Il s’embarqua ici près, au milieu de la grève de Porpus, sur une plate appartenant au sous-brigadier de la douane. Il nagea d’abord tout le long de la côte pour profiter du remous et s’abriter contre le vent. Il mit une grande heure d’horloge à gagner la pointe. Je restais là à le regarder. Il ramait de son mieux, mais la fatigue le gagnait déjà, car je le voyais à chaque instant essuyer la sueur de son front avec sa manche. Neuf heures sonnant, je cessai de l’apercevoir, parce que la nuit tombait tout à fait. Il était en train de doubler les roches et n’avait pas fait le demi quart de son chemin.

Je passai par Gavre, où je bus chopine pour me réchauffer le cœur, car j’avais le malaise en pensant à cet homme qui peut-être allait mourir en état de grand péché mortel, puis je regagnai ma case, sur l’autre grève, du côté de l’est.
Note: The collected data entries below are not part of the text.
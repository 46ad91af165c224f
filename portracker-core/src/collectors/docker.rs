//! Collector for hosts running a reachable container engine. Adds the
//! engine source on top of the generic kernel view.

use crate::orchestrate::{CollectorPlan, orchestrate};
use portracker_sdk::{
    CollectError, CollectionContext, Collector, CollectorMetadata, Report, register_collector,
};
use std::path::Path;

const DEFAULT_SOCKETS: [&str; 2] = ["/var/run/docker.sock", "/run/docker.sock"];

pub struct DockerCollector;

impl Collector for DockerCollector {
    fn metadata(&self) -> CollectorMetadata {
        CollectorMetadata {
            id: "docker",
            title: "Container host",
            description: "Engine port bindings reconciled with the kernel view",
            rank: 1,
        }
    }

    fn compatibility(&self, ctx: &CollectionContext) -> u8 {
        let mut score = 0u8;
        if ctx.docker_endpoint.is_some() {
            score += 60;
        } else if DEFAULT_SOCKETS.iter().any(|path| Path::new(path).exists()) {
            score += 60;
        }
        score.min(100)
    }

    fn collect(&self, ctx: &CollectionContext) -> Result<Report, CollectError> {
        crate::runtime().block_on(orchestrate(
            ctx,
            CollectorPlan {
                id: "docker",
                use_docker: true,
                use_platform: false,
            },
        ))
    }
}

fn create_collector() -> Box<dyn Collector> {
    Box::new(DockerCollector)
}

register_collector!(create_collector);
/// Field 22 of `/proc/<pid>/stat` (starttime), parsed after the closing
/// paren so a comm containing spaces cannot shift the columns.
fn parse_start_ticks(stat: &str) -> Option<u64> {
    let after_comm = &stat[stat.rfind(')')? + 1..];
    after_comm.split_whitespace().nth(19)?.parse::<u64>().ok()
}

/// Scans a pid's cgroup file for a 64-char container id; the last-ditch
/// attribution method when fd and engine evidence both fail.
pub fn container_id_from_cgroup(roots: &ProcRoots, pid: i32) -> Option<String> {
    for root in &roots.roots {
        let Ok(cgroup) = std::fs::read_to_string(root.join(pid.to_string()).join("cgroup")) else {
            continue;
        };
        if let Some(captures) = CGROUP_DOCKER.captures(&cgroup) {
            return Some(captures[1].to_string());
        }
    }
    None
}

#[cfg(test)]
mod tests {
    use super::*;
    use portracker_sdk::Protocol;
    use std::os::unix::fs::symlink;

    fn fixture_roots(root: &Path) -> ProcRoots {
        ProcRoots {
            roots: vec![root.to_path_buf()],
            net_dir: root.join("net"),
            host_namespace: false,
        }
    }

    fn write_process(root: &Path, pid: i32, comm: &str, socket_inodes: &[u64]) {
        let dir = root.join(pid.to_string());
        std::fs::create_dir_all(dir.join("fd")).unwrap();
        std::fs::write(dir.join("comm"), format!("{comm}\n")).unwrap();
        for (fd, inode) in socket_inodes.iter().enumerate() {
            symlink(format!("socket:[{inode}]"), dir.join("fd").join(fd.to_string())).unwrap();
        }
    }

    fn listener(protocol: Protocol, port: u16, inode: u64) -> Listener {
        Listener {
            protocol,
            host_ip: "0.0.0.0".to_string(),
            host_port: port,
            inode,
            pid: None,
            owner: None,
        }
    }

    #[test]
    fn full_scan_maps_socket_inodes() {
        let dir = tempfile::tempdir().unwrap();
        write_process(dir.path(), 100, "nginx", &[4242, 4243]);
        write_process(dir.path(), 200, "sshd", &[5000]);

        let map = scan_inode_map(&fixture_roots(dir.path()), None);
        assert_eq!(map.get(&4242).map(|o| o.name.as_str()), Some("nginx"));
        assert_eq!(map.get(&5000).map(|o| o.pid), Some(200));
    }

    #[test]
    fn first_root_wins_on_duplicate_inodes() {
        let a = tempfile::tempdir().unwrap();
        let b = tempfile::tempdir().unwrap();
        write_process(a.path(), 10, "first", &[77]);
        write_process(b.path(), 20, "second", &[77]);

        let roots = ProcRoots {
            roots: vec![a.path().to_path_buf(), b.path().to_path_buf()],
            net_dir: a.path().join("net"),
            host_namespace: false,
        };
        let map = scan_inode_map(&roots, None);
        assert_eq!(map.get(&77).map(|o| o.name.as_str()), Some("first"));
    }

    #[test]
    fn targeted_scan_only_records_requested_inodes() {
        let dir = tempfile::tempdir().unwrap();
        write_process(dir.path(), 100, "nginx", &[1, 2, 3]);

        let targets = HashSet::from([2u64]);
        let map = scan_inode_map(&fixture_roots(dir.path()), Some(&targets));
        assert_eq!(map.len(), 1);
        assert!(map.contains_key(&2));
    }

    #[test]
    fn resolve_owners_enriches_listeners() {
        let dir = tempfile::tempdir().unwrap();
        write_process(dir.path(), 321, "redis-server", &[9001]);

        let mut listeners = vec![listener(Protocol::Tcp, 6379, 9001)];
        resolve_owners(&fixture_roots(dir.path()), &mut listeners, &Cache::new());
        assert_eq!(listeners[0].pid, Some(321));
        assert_eq!(listeners[0].owner.as_deref(), Some("redis-server"));
    }

    #[test]
    fn process_name_falls_back_to_cmdline_basename() {
        let dir = tempfile::tempdir().unwrap();
        let proc_dir = dir.path().join("55");
        std::fs::create_dir_all(&proc_dir).unwrap();
        std::fs::write(proc_dir.join("comm"), "\n").unwrap();
        std::fs::write(
            proc_dir.join("cmdline"),
            b"/usr/local/bin/redis-server\0--port\x006379\0",
        )
        .unwrap();
        assert_eq!(process_name(&proc_dir).as_deref(), Some("redis-server"));
    }

    #[test]
    fn ss_output_yields_inode_owner_pairs() {
        let output = concat!(
            "State  Recv-Q Send-Q Local Address:Port Peer Address:Port\n",
            "LISTEN 0      128    0.0.0.0:22        0.0.0.0:*    users:((\"sshd\",pid=800,fd=3)) ino:18000 sk:1\n",
            "LISTEN 0      511    127.0.0.1:6379    0.0.0.0:*    users:((\"redis-server\",pid=900,fd=6),(\"redis-server\",pid=901,fd=6)) ino:18001 sk:2\n",
            "LISTEN 0      4096   0.0.0.0:111       0.0.0.0:*    ino:18002 sk:3\n",
        );
        let mut map = HashMap::new();
        parse_ss_output(output, &mut map);
        assert_eq!(map.len(), 2);
        assert_eq!(map.get(&18000).map(|o| o.pid), Some(800));
        assert_eq!(
            map.get(&18001).map(|o| o.name.as_str()),
            Some("redis-server")
        );
    }

    #[test]
    fn start_ticks_survive_spaces_in_comm() {
        let stat = "1234 (tmux: server) S 1 1234 1234 0 -1 4194560 2486 0 0 0 3 7 0 0 20 0 1 0 5310829 12345 678 18446744073709551615";
        assert_eq!(parse_start_ticks(stat), Some(5310829));
    }

    #[test]
    fn start_times_combine_btime_and_ticks() {
        let dir = tempfile::tempdir().unwrap();
        std::fs::write(
            dir.path().join("stat"),
            "cpu  1 2 3 4\nbtime 1700000000\nprocesses 999\n",
        )
        .unwrap();
        let proc_dir = dir.path().join("42");
        std::fs::create_dir_all(&proc_dir).unwrap();
        std::fs::write(
            proc_dir.join("stat"),
            "42 (svc) S 1 42 42 0 -1 4194560 0 0 0 0 0 0 0 0 20 0 1 0 0 1000 10 18446744073709551615",
        )
        .unwrap();

        let times = process_start_times(&fixture_roots(dir.path()), &[42]);
        // starttime 0 ticks puts the process exactly at boot.
        assert_eq!(times.get(&42).map(String::as_str), Some("2023-11-14T22:13:20+00:00"));
    }

    #[test]
    fn cgroup_scan_extracts_container_id() {
        let dir = tempfile::tempdir().unwrap();
        let proc_dir = dir.path().join("77");
        std::fs::create_dir_all(&proc_dir).unwrap();
        let id = "a".repeat(64);
        std::fs::write(
            proc_dir.join("cgroup"),
            format!("0::/system.slice/docker-{id}.scope\n"),
        )
        .unwrap();
        assert_eq!(
            container_id_from_cgroup(&fixture_roots(dir.path()), 77).as_deref(),
            Some(id.as_str())
        );

        let missing: Option<String> = container_id_from_cgroup(&fixture_roots(dir.path()), 78);
        assert!(missing.is_none());
    }
}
Il ne faut pas dit minutes pour traverser à pied la langue de terre, mais j’avais trouvé des amis d’auberge, et Port-Louis sonnait dix heures quand j’arrivai à ma porte. Avant de rentrer, je regardai la mer pour deviner le temps du lendemain. Je m’attendais bien à ne pas voir une coque de noix sur l’eau entre Gavre et Quiberon ; l’orage venait ; la côte était blanche d’écume.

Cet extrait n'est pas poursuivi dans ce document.